Question:
If $f(x)=\left\{\begin{array}{cl}\frac{x^{2}-9}{x-3}, & x \neq 3 \\ 2 x+k, & x=3\end{array}\right.$ is continuous at $x=3$, then $k=$_________
Solution:
The function $f(x)=\left\{\begin{array}{cc}\frac{x^{2}-9}{x-3}, & x \neq 3 \\ 2 x+k, & x=3\end{array}\right.$ is continuous at $x=3$.

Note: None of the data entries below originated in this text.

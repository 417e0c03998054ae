//! Gerstner wave summation over a fixed set of components.

use std::f64::consts::TAU;

use glam::{Vec2, Vec3};

use super::wave::{WaveComponent, WaveSample};

/// Ocean surface evaluator
///
/// Holds only the immutable component list; time is always passed in, so one
/// field can be shared by reference between every floater of a tick.
#[derive(Debug, Clone, Default)]
pub struct WaveField {
    components: Vec<WaveComponent>,
}

impl WaveField {
    /// Create a wave field from an ordered component list
    ///
    /// Components are validated on construction, so any list is accepted. An
    /// empty list describes flat water. Sets whose combined sharpness exceeds
    /// 1.0 are logged, since the rendered surface will fold over at the crests.
    pub fn new(components: Vec<WaveComponent>) -> Self {
        let field = Self { components };
        if field.may_loop() {
            log::warn!(
                "Wave set sharpness {:.3} exceeds 1.0, crests will self-intersect",
                field.total_sharpness()
            );
        }
        log::debug!("Wave field configured with {} components", field.components.len());
        field
    }

    /// Flat, motionless water
    pub fn flat() -> Self {
        Self::default()
    }

    pub fn components(&self) -> &[WaveComponent] {
        &self.components
    }

    /// Sum of `q·a·k` over all components
    pub fn total_sharpness(&self) -> f32 {
        self.components.iter().map(WaveComponent::sharpness).sum()
    }

    /// True when crests can fold over (looping geometry)
    pub fn may_loop(&self) -> bool {
        self.total_sharpness() > 1.0
    }

    /// Evaluate displacement and normal of the surface at one point
    ///
    /// # Arguments
    /// * `origin_x`, `origin_z` - Reference point of the querying body; only
    ///   keeps the trigonometric arguments small far from the world origin
    /// * `x`, `z` - World-space horizontal sample coordinates
    /// * `time_s` - Shared ocean clock (seconds, full precision)
    ///
    /// # Returns
    /// Displaced position `(x + dx, dy, z + dz)` and the unit normal
    pub fn evaluate(&self, origin_x: f32, origin_z: f32, x: f32, z: f32, time_s: f64) -> WaveSample {
        let origin = Vec2::new(origin_x, origin_z);
        let local = Vec2::new(x - origin_x, z - origin_z);

        let mut offset = Vec3::ZERO;
        // (∂h/∂x, ∂h/∂z)
        let mut slope = Vec2::ZERO;

        for wave in &self.components {
            let (sin, cos) = phase(wave, origin, local, time_s).sin_cos();
            let d = wave.direction();
            let a = wave.amplitude();

            let horizontal = d * (wave.steepness() * a * cos);
            offset.x += horizontal.x;
            offset.y += a * sin;
            offset.z += horizontal.y;

            slope += d * (a * wave.frequency() * cos);
        }

        let normal = Vec3::new(-slope.x, 1.0, -slope.y)
            .try_normalize()
            .unwrap_or(Vec3::Y);

        WaveSample {
            position: Vec3::new(x + offset.x, offset.y, z + offset.z),
            offset,
            normal,
        }
    }

    /// Evaluate using the sample point itself as the reference origin
    pub fn sample(&self, x: f32, z: f32, time_s: f64) -> WaveSample {
        self.evaluate(x, z, x, z, time_s)
    }
}

/// Phase `k·(d·p) − c·t` split into a far part reduced in double precision and
/// a small local part relative to the body origin
fn phase(wave: &WaveComponent, origin: Vec2, local: Vec2, time_s: f64) -> f32 {
    let k = wave.frequency() as f64;
    let far = k * wave.direction().as_dvec2().dot(origin.as_dvec2())
        - wave.speed() as f64 * time_s;
    let near = wave.frequency() * wave.direction().dot(local);

    far.rem_euclid(TAU) as f32 + near
}
//! Ocean surface: Gerstner wave components, the field evaluator, and the
//! clock that drives it.

mod clock;
mod field;
mod uniforms;
mod wave;

// Re-export public types
pub use clock::OceanClock;
pub use field::WaveField;
pub use uniforms::{GpuWave, WaveUniforms, MAX_GPU_WAVES};
pub use wave::{WaveComponent, WaveSample};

$\therefore f(3)=\lim _{x \rightarrow 3} f(x)$
$\Rightarrow 2 \times 3+k=\lim _{x \rightarrow 3} \frac{x^{2}-9}{x-3}$
$\Rightarrow 6+k=\lim _{x \rightarrow 3} \frac{(x-3)(x+3)}{x-3}$
$\Rightarrow 6+k=\lim _{x \rightarrow 3}(x+3)$
$\Rightarrow 6+k=3+3=6$
$\Rightarrow k=0$
Thus, the value of k is 0.
If $f(x)=\left\{\begin{array}{cl}\frac{x^{2}-9}{x-3}, & x \neq 3 \\ 2 x+k, & x=3\end{array}\right.$ is continuous at $x=3$, then $k=$ ___0___.